Is informed consent required in a true medical emergency in Georgia?


In a genuine emergency, Georgia law does not require the same informed-consent disclosure that applies to scheduled procedures. The state’s consent statute contains an emergency exception, recognizing that there is often no time to provide detailed information or obtain consent when immediate treatment is needed to prevent serious harm.

The emergency exception

Georgia’s informed-consent statute, O.C.G.A. § 31-9-6.1, lists the disclosures normally required for covered procedures, but it also sets out exceptions. One of those exceptions applies when an emergency exists as defined by law. In that situation, the detailed disclosure and consent the statute otherwise requires are not mandated, because the priority is timely care. The principle behind this is that a patient facing a life- or limb-threatening situation should not go untreated while formalities are completed, especially when the patient may be unable to communicate.

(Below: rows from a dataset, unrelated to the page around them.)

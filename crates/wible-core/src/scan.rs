//! Periodic scan loops.
//!
//! - [`FastScanner`] - Wi-Fi + BLE + rogue detection, every few seconds
//! - [`SlowScanner`] - speed test, on its own slower cadence
//!
//! Both write into the shared [`SnapshotStore`](crate::store::SnapshotStore)
//! and never wait on each other. Probe failures are absorbed here, counted in
//! [`ScanStats`], and only degrade the fields they feed.

use std::future::Future;
use std::sync::atomic::{AtomicU64, Ordering};
use std::time::Duration;

use serde::{Deserialize, Serialize};
use tokio_util::sync::CancellationToken;
use tracing::debug;
use utoipa::ToSchema;

pub mod fast;
pub mod slow;

pub use fast::FastScanner;
pub use slow::SlowScanner;

/// Live counters shared by the scan loops.
#[derive(Debug, Default)]
pub struct ScanStats {
    fast_cycles: AtomicU64,
    wifi_failures: AtomicU64,
    ble_failures: AtomicU64,
    stale_results: AtomicU64,
    slow_cycles: AtomicU64,
    speed_failures: AtomicU64,
    rescans_triggered: AtomicU64,
}

impl ScanStats {
    pub(crate) fn record_fast_cycle(&self) {
        self.fast_cycles.fetch_add(1, Ordering::Relaxed);
    }

    pub(crate) fn record_wifi_failure(&self) {
        self.wifi_failures.fetch_add(1, Ordering::Relaxed);
    }

    pub(crate) fn record_ble_failure(&self) {
        self.ble_failures.fetch_add(1, Ordering::Relaxed);
    }

    pub(crate) fn record_stale_result(&self) {
        self.stale_results.fetch_add(1, Ordering::Relaxed);
    }

    pub(crate) fn record_slow_cycle(&self) {
        self.slow_cycles.fetch_add(1, Ordering::Relaxed);
    }

    pub(crate) fn record_speed_failure(&self) {
        self.speed_failures.fetch_add(1, Ordering::Relaxed);
    }

    pub(crate) fn record_rescan(&self) {
        self.rescans_triggered.fetch_add(1, Ordering::Relaxed);
    }

    /// A point-in-time copy of the counters.
    #[must_use]
    pub fn counters(&self) -> ScanCounters {
        ScanCounters {
            fast_cycles: self.fast_cycles.load(Ordering::Relaxed),
            wifi_failures: self.wifi_failures.load(Ordering::Relaxed),
            ble_failures: self.ble_failures.load(Ordering::Relaxed),
            stale_results: self.stale_results.load(Ordering::Relaxed),
            slow_cycles: self.slow_cycles.load(Ordering::Relaxed),
            speed_failures: self.speed_failures.load(Ordering::Relaxed),
            rescans_triggered: self.rescans_triggered.load(Ordering::Relaxed),
        }
    }
}

/// Scan counters at one point in time.
#[derive(Debug, Clone, Copy, Default, PartialEq, Eq, Serialize, Deserialize, ToSchema)]
pub struct ScanCounters {
    /// Fast cycles completed (scheduled and triggered).
    pub fast_cycles: u64,
    /// Fast cycles whose Wi-Fi probe failed or timed out.
    pub wifi_failures: u64,
    /// Fast cycles whose BLE probe failed, timed out, or was unavailable.
    pub ble_failures: u64,
    /// Fast results discarded because a newer cycle had already published.
    pub stale_results: u64,
    /// Speed tests completed.
    pub slow_cycles: u64,
    /// Speed tests that failed or timed out.
    pub speed_failures: u64,
    /// Out-of-cycle rescans started. Requests that joined a running one are
    /// not counted.
    pub rescans_triggered: u64,
}

/// Run `tick` every `period` until `cancel` fires.
///
/// Fixed delay: the wait starts after the previous tick finishes, so ticks
/// of one loop never overlap. With `immediate` the first tick runs before
/// the first wait. Cancellation is observed between ticks only.
pub(crate) async fn run_periodic<F, Fut>(
    name: &'static str,
    period: Duration,
    immediate: bool,
    cancel: CancellationToken,
    mut tick: F,
) where
    F: FnMut() -> Fut,
    Fut: Future<Output = ()>,
{
    debug!(loop_name = name, period_secs = period.as_secs(), "Scan loop started");

    if immediate && !cancel.is_cancelled() {
        tick().await;
    }

    loop {
        tokio::select! {
            biased;
            () = cancel.cancelled() => break,
            () = tokio::time::sleep(period) => {}
        }
        tick().await;
    }

    debug!(loop_name = name, "Scan loop stopped");
}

What qualifies and why it matters

The exception is not a blanket license to skip consent whenever care feels urgent. It applies to a true emergency as the law defines it, generally a situation requiring immediate action to prevent serious harm where obtaining consent is not feasible. Whether a given situation meets that definition is fact-specific, and the existence of a real emergency is the dividing line between permissible treatment without standard disclosure and a potential consent problem. Where a patient could consent, or a person authorized to consent on the patient’s behalf was available, the emergency rationale weakens.

How this affects a claim

Because the statute excuses standard disclosure in a real emergency, a consent-based claim arising from emergency care faces the threshold question of whether an emergency actually existed. If it did, the absence of detailed informed consent generally does not by itself create liability. This does not eliminate a separate claim that the emergency care itself was negligent, which is evaluated under the applicable standard of care. Emergency-room care carries its own heightened standard in Georgia, where O.C.G.A. § 51-1-29.5 requires proof of gross negligence by clear and convincing evidence for certain emergency medical care.

Any malpractice claim still requires an expert affidavit under O.C.G.A. § 9-11-9.1 and must meet the deadlines in O.C.G.A. § 9-3-71.

The bottom line

Informed consent is generally not required for standard disclosure purposes during a true medical emergency in Georgia, because the consent statute contains an emergency exception. The key question is whether a genuine emergency existed, and a separate claim about the quality of the emergency care is judged under its own standard.


This article is for general educational and informational purposes only and is not legal advice. It does not create an attorney-client relationship, and Georgia law may change. For advice about a specific situation, consult a licensed Georgia personal injury attorney.